--- RECORDS FOR PROCESSING ---

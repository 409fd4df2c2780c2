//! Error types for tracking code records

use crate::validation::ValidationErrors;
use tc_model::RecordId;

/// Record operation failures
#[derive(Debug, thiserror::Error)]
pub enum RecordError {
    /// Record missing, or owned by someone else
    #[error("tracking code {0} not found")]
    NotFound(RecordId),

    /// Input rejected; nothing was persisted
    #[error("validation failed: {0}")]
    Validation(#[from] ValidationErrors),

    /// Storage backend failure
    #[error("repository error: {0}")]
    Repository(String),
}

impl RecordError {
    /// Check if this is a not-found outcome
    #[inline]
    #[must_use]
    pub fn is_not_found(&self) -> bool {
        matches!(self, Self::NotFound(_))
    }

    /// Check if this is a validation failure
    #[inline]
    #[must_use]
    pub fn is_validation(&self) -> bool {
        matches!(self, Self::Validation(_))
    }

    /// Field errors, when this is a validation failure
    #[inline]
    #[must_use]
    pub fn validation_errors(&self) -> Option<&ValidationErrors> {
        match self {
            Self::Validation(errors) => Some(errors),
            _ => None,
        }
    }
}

---
--- RECORDS FOR PROCESSING ---

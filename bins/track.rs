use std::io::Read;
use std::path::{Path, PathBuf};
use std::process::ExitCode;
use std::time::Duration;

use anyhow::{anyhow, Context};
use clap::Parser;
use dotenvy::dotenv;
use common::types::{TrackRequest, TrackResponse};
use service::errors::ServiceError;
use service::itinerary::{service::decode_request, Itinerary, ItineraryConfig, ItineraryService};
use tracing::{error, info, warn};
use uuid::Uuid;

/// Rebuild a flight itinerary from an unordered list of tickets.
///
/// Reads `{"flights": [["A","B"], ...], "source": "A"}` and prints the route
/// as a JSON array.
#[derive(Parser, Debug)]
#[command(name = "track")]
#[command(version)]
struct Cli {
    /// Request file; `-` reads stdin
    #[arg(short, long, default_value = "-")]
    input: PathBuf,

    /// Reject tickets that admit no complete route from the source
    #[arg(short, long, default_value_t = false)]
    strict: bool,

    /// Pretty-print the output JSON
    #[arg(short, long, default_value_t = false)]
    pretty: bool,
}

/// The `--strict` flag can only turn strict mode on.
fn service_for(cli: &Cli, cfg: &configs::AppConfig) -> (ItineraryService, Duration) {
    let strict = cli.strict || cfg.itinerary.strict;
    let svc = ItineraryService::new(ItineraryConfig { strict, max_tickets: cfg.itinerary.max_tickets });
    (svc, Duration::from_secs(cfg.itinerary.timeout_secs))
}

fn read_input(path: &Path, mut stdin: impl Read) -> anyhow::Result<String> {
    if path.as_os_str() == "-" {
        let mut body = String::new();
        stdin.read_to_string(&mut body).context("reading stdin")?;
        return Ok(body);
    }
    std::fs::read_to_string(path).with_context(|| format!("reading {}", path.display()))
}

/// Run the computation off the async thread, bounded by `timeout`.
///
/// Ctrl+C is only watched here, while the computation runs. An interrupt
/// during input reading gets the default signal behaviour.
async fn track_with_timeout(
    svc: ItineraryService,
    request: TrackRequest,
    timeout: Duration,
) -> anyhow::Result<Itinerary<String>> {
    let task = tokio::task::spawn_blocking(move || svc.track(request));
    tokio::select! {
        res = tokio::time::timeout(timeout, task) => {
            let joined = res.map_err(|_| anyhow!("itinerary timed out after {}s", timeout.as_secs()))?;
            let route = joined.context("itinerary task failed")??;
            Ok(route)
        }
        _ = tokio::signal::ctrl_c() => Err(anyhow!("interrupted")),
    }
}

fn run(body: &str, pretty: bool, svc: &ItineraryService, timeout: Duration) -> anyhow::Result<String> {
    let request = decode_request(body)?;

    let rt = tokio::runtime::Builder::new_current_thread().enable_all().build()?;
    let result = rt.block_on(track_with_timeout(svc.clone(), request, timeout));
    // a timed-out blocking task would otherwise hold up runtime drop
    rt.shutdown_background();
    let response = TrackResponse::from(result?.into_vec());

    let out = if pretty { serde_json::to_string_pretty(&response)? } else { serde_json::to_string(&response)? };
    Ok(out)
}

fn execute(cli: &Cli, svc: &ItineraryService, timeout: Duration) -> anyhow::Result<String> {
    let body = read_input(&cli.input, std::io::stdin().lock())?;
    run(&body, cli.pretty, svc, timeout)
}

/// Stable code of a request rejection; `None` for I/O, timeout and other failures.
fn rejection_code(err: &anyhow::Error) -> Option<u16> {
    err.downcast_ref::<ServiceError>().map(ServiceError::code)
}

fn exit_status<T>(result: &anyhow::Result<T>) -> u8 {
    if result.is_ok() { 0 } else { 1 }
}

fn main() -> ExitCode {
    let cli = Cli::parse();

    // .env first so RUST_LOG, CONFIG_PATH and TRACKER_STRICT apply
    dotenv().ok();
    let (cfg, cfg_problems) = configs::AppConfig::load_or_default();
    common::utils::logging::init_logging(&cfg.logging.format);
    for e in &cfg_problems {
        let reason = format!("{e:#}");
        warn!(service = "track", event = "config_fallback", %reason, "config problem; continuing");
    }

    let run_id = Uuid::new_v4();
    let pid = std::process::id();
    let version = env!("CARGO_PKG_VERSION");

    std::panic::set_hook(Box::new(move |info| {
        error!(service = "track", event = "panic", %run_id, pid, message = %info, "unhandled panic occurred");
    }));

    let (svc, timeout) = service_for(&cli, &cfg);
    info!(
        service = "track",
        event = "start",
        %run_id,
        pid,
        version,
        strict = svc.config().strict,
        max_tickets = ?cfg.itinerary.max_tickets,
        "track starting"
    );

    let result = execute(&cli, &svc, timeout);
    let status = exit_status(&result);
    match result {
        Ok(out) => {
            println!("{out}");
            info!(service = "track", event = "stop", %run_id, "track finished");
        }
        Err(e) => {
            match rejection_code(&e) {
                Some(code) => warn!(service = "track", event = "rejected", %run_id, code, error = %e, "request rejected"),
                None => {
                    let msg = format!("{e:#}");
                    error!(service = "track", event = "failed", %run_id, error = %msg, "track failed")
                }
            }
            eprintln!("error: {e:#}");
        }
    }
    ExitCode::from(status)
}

---

PROBLEM TO SOLVE
In the data above, start at the line that has "#[derive(Parser, Debug)]", stop after the line that has "strict mode on.", and print every line in between exactly as it stands.

EXERCISE SOLUTION
#[derive(Parser, Debug)]
#[command(name = "track")]
#[command(version)]
struct Cli {
    /// Request file; `-` reads stdin
    #[arg(short, long, default_value = "-")]
    input: PathBuf,

    /// Reject tickets that admit no complete route from the source
    #[arg(short, long, default_value_t = false)]
    strict: bool,

    /// Pretty-print the output JSON
    #[arg(short, long, default_value_t = false)]
    pretty: bool,
}

/// The `--strict` flag can only turn strict mode on.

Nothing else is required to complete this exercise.